→ WHAT IS BEING ASKED
Up to and including the line containing "require_finite(name, value)?;", set down each line of the entries below exactly, starting from the first, and leave out the rest.

[Stored data]
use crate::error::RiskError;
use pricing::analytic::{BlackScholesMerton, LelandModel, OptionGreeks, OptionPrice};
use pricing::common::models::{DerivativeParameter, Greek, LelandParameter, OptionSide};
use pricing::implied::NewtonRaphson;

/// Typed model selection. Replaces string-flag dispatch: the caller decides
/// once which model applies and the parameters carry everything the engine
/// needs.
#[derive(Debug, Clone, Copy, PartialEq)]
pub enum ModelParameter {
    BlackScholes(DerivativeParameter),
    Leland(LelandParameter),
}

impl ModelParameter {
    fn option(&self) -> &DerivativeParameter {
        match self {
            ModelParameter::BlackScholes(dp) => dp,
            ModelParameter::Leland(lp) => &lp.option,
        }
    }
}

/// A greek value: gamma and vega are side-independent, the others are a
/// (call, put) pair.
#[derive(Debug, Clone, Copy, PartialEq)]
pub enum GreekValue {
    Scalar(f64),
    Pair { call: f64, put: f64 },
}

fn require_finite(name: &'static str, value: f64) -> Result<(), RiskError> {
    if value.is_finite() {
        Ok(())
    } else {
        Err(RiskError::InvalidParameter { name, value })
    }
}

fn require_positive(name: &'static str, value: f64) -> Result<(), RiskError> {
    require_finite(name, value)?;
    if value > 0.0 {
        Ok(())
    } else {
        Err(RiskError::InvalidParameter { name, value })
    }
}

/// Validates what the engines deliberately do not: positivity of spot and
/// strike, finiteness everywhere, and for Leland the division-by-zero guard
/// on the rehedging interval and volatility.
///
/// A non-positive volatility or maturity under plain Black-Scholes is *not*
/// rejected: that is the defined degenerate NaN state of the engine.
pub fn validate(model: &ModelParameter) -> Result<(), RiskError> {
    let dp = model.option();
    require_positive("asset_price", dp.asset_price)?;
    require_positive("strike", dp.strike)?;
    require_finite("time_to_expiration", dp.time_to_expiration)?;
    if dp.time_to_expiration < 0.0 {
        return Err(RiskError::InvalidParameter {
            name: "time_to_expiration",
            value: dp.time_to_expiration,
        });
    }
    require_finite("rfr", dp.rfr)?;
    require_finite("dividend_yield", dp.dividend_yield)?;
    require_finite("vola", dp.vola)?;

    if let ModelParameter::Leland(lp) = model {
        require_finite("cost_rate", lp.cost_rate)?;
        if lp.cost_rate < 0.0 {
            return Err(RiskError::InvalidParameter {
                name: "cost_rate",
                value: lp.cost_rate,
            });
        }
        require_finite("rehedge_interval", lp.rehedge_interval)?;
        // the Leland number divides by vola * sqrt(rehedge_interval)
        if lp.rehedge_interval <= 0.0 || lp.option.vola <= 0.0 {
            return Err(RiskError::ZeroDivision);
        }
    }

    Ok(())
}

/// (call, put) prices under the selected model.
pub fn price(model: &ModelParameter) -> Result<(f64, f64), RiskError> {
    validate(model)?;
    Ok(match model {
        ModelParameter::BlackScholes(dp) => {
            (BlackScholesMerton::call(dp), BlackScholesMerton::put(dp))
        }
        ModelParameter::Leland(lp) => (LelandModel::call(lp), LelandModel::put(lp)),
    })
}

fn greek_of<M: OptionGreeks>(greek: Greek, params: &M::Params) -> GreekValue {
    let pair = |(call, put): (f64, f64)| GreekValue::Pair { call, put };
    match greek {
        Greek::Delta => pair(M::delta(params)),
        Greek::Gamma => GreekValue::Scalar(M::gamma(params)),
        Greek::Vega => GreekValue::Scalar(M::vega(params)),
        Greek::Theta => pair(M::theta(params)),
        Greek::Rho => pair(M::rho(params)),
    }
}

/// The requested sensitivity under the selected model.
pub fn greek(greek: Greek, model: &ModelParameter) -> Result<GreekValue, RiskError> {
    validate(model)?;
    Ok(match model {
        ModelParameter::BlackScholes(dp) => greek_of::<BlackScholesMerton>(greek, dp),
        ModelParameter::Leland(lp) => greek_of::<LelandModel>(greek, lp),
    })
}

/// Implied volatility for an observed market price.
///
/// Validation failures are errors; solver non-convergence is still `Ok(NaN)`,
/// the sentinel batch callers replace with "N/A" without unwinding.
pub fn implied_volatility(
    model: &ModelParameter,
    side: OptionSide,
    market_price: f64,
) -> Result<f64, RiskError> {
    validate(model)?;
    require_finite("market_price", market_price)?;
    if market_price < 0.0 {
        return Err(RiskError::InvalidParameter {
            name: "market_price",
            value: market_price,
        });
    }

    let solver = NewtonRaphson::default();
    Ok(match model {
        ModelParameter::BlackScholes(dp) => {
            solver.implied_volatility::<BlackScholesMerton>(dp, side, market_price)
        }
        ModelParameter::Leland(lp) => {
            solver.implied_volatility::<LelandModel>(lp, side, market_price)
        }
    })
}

→ EXERCISE RESULT
use crate::error::RiskError;
use pricing::analytic::{BlackScholesMerton, LelandModel, OptionGreeks, OptionPrice};
use pricing::common::models::{DerivativeParameter, Greek, LelandParameter, OptionSide};
use pricing::implied::NewtonRaphson;

/// Typed model selection. Replaces string-flag dispatch: the caller decides
/// once which model applies and the parameters carry everything the engine
/// needs.
#[derive(Debug, Clone, Copy, PartialEq)]
pub enum ModelParameter {
    BlackScholes(DerivativeParameter),
    Leland(LelandParameter),
}

impl ModelParameter {
    fn option(&self) -> &DerivativeParameter {
        match self {
            ModelParameter::BlackScholes(dp) => dp,
            ModelParameter::Leland(lp) => &lp.option,
        }
    }
}

/// A greek value: gamma and vega are side-independent, the others are a
/// (call, put) pair.
#[derive(Debug, Clone, Copy, PartialEq)]
pub enum GreekValue {
    Scalar(f64),
    Pair { call: f64, put: f64 },
}

fn require_finite(name: &'static str, value: f64) -> Result<(), RiskError> {
    if value.is_finite() {
        Ok(())
    } else {
        Err(RiskError::InvalidParameter { name, value })
    }
}

fn require_positive(name: &'static str, value: f64) -> Result<(), RiskError> {
    require_finite(name, value)?;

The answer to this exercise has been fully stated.